The "Render" workflow has a few advantages:
1. All code is rerun in a clean environment when "Rendering". This ensures that the code runs in order and is reproducible.
2. It is easier to document code than with inline comments.
3. The output types are really appealing. By creating publishable documents with code, there is no need to copy-and-paste or transpose results.
4. The process is iterable and scalable.
::: callout
#### [`r paste("Exercise", exercise_number)`]{style="color:#1696d2;"}
```{r}
#| echo: false
exercise_number <- exercise_number + 1
```
1. Click the new script button and add a "Quarto Document".
2. Give the document a name, an author, and ensure that HTML is selected.
3. Save the document as "analysis.qmd" in your `example-project/` project.
4. Click "Render".
:::
## Three Ingredients in a `.qmd`
1. YAML header
2. Markdown text
3. Code chunks
### 1. YAML header
YAML stands for "yet another markup language." The YAML header contains meta information about the document including output type, document settings, and parameters that can be passed to the document. The YAML header starts with `---` and ends with `---`.
Here is the simplest YAML header for a PDF document:
```
---
format: html
---
```
YAML headers can contain many output specific settings. This YAML header creates an HTML document with code folding and a floating table of contents:
```
---
format:
html:
code-fold: true
toc: true
---
```
::: callout
#### [`r paste("Exercise", exercise_number)`]{style="color:#1696d2;"}
```{r}
#| echo: false
exercise_number <- exercise_number + 1
```
1. Add `embed-sources: true` to your YAML header.
2. Update the `html` line to look like:
```
---
embed-resources: true
format:
html:
code-fold: true
---
```
:::
### 2. Markdown text
Markdown is a shortcut for Hyper Text Markup Language (HTML).
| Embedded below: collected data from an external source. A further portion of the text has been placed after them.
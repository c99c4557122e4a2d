// Copyright Amazon.com, Inc. or its affiliates. All Rights Reserved.
// SPDX-License-Identifier: MIT-0

//! ARN canonicalization.
//!
//! Supported principals:
//!
//! | Principal | Example | Canonical form |
//! |-----------|---------|----------------|
//! | Account root | `arn:aws:iam::123456789012:root` | unchanged |
//! | IAM user | `arn:aws:iam::123456789012:user/Bob` | unchanged |
//! | IAM role | `arn:aws:iam::123456789012:role/S3Access` | unchanged |
//! | Assumed role | `arn:aws:sts::123456789012:assumed-role/Accounting-Role/Mary` | `arn:aws:iam::123456789012:role/Accounting-Role` |
//! | Federated user | `arn:aws:sts::123456789012:federated-user/Bob` | unchanged |

use std::str::FromStr;

use crate::errors::ArnError;

/// AWS partitions that may issue identities.
#[derive(Debug, Clone, Copy, PartialEq, Eq)]
pub enum Partition {
    Aws,
    AwsCn,
    AwsUsGov,
}

impl FromStr for Partition {
    type Err = ();

    fn from_str(s: &str) -> Result<Self, Self::Err> {
        match s {
            "aws" => Ok(Self::Aws),
            "aws-cn" => Ok(Self::AwsCn),
            "aws-us-gov" => Ok(Self::AwsUsGov),
            _ => Err(()),
        }
    }
}

/// The sections of `arn:partition:service:region:account:resource`.
#[derive(Debug, Clone, PartialEq, Eq)]
pub struct Arn<'a> {
    pub partition: &'a str,
    pub service: &'a str,
    pub region: &'a str,
    pub account_id: &'a str,
    /// May itself contain `:` and `/`.
    pub resource: &'a str,
}

impl<'a> Arn<'a> {
    pub fn parse(arn: &'a str) -> Result<Self, ArnError> {
        let invalid = || ArnError::Invalid(arn.to_string());

        let mut sections = arn.splitn(6, ':');
        if sections.next() != Some("arn") {
            return Err(invalid());
        }

        let partition = sections.next().ok_or_else(invalid)?;
        let service = sections.next().ok_or_else(invalid)?;
        let region = sections.next().ok_or_else(invalid)?;
        let account_id = sections.next().ok_or_else(invalid)?;
        let resource = sections.next().ok_or_else(invalid)?;

        Ok(Self {
            partition,
            service,
            region,
            account_id,
            resource,
        })
    }
}

/// Validates that `arn` names a supported principal and collapses STS
/// assumed-role sessions onto the IAM role they were assumed from.
pub fn canonicalize(arn: &str) -> Result<String, ArnError> {
    let parsed = Arn::parse(arn)?;

    if parsed.partition.parse::<Partition>().is_err() {
        return Err(ArnError::UnrecognizedPartition(arn.to_string()));
    }

    let parts: Vec<&str> = parsed.resource.split('/').collect();
    let resource_type = parts[0];

    match parsed.service {
        "sts" => match resource_type {
            "federated-user" => Ok(arn.to_string()),
            "assumed-role" => {
                if parts.len() < 3 {
                    return Err(ArnError::AssumedRoleWithoutRole(arn.to_string()));
                }
                // Role names may carry a path; the last segment is the session name.
                let role = parts[1..parts.len() - 1].join("/");
                Ok(format!(
                    "arn:{}:iam::{}:role/{}",
                    parsed.partition, parsed.account_id, role
                ))
            }
            _ => Err(ArnError::UnrecognizedStsResource(
                parsed.resource.to_string(),
            )),
        },
        "iam" => match resource_type {
            "role" | "user" | "root" => Ok(arn.to_string()),
            _ => Err(ArnError::UnrecognizedIamResource(
                parsed.resource.to_string(),
            )),
        },
        service => Err(ArnError::InvalidService {
            service: service.to_string(),
            arn: arn.to_string(),
        }),
    }
}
Essentially, simple meta characters corresponding to formatting are added to plain text.
```
Titles and subtitltes
------------------------------------------------------------
# Title 1
## Title 2
### Title 3
Text formatting
------------------------------------------------------------
*italic*
**bold**
`code`
Lists
------------------------------------------------------------
- Bulleted list item 1
- Item 2
- Item 2a
- Item 2b
1. Item 1
2. Item 2
Links and images
------------------------------------------------------------
[text](http://link.com)
![Image caption](images/image.png)
```
::: callout
#### [`r paste("Exercise", exercise_number)`]{style="color:#1696d2;"}
```{r}
#| echo: false
exercise_number <- exercise_number + 1
```
1. Add text with formatting like headers and bold to your Quarto document.
2. Render!
:::
### 3. Code chunks
![](images/inline-r-code.png)
More frequently, code is added in code chunks:
```{r}
#| echo: fenced
2 + 2
```
The first argument inline or in a code chunk is the language engine. Most commonly, this will just be a lower case `r`. `knitr` allows for many different language engines:
- R
- Julia
- Python
- SQL
- Bash
- Rcpp
- Stan
- Javascript
- CSS
Quarto has a rich set of options that go inside of the chunks and control the behavior of Quarto.
```{r}
#| echo: fenced
#| eval: false
2 + 2
```
In this case, `eval` makes the code not run. Other chunk-specific settings can be added inside the brackets. Here[^11_quarto-3] are the most important options:
[^11_quarto-3]: This table was typed as Markdown code. But sometimes it is easier to use a code chunk to create and print a table. Pipe any data frame into `knitr::kable()` to create a table that will be formatted in the output of a rendered Quarto document.
| Option | Effect |
|------------------|-----------------------------------------------|
| `echo: false` | Hides code in output |
| `eval: false` | Turns off evaluation |
| `output: false` | Hides code output |
| `warning: false` | Turns off warnings |
| `message: false` | Turns off messages |
| `fig-height: 8` | Changes figure width in inches[^11_quarto] |
| `fig-width: 8` | Changes figure height in inches[^11_quarto] |
[^11_quarto]: The default dimensions for figures change based on the output format. Visit [here](https://quarto.org/docs/computations/execution-options.html#figure-options) to learn more.
::: callout
#### [`r paste("Exercise", exercise_number)`]{style="color:#1696d2;"}
```{r}
#| echo: false
exercise_number <- exercise_number + 1
```
1. Add a code chunk.
2. Load `library(tidyverse)`.
3. Filter the built-in data set `storms` to only include hurricanes.[^r-code]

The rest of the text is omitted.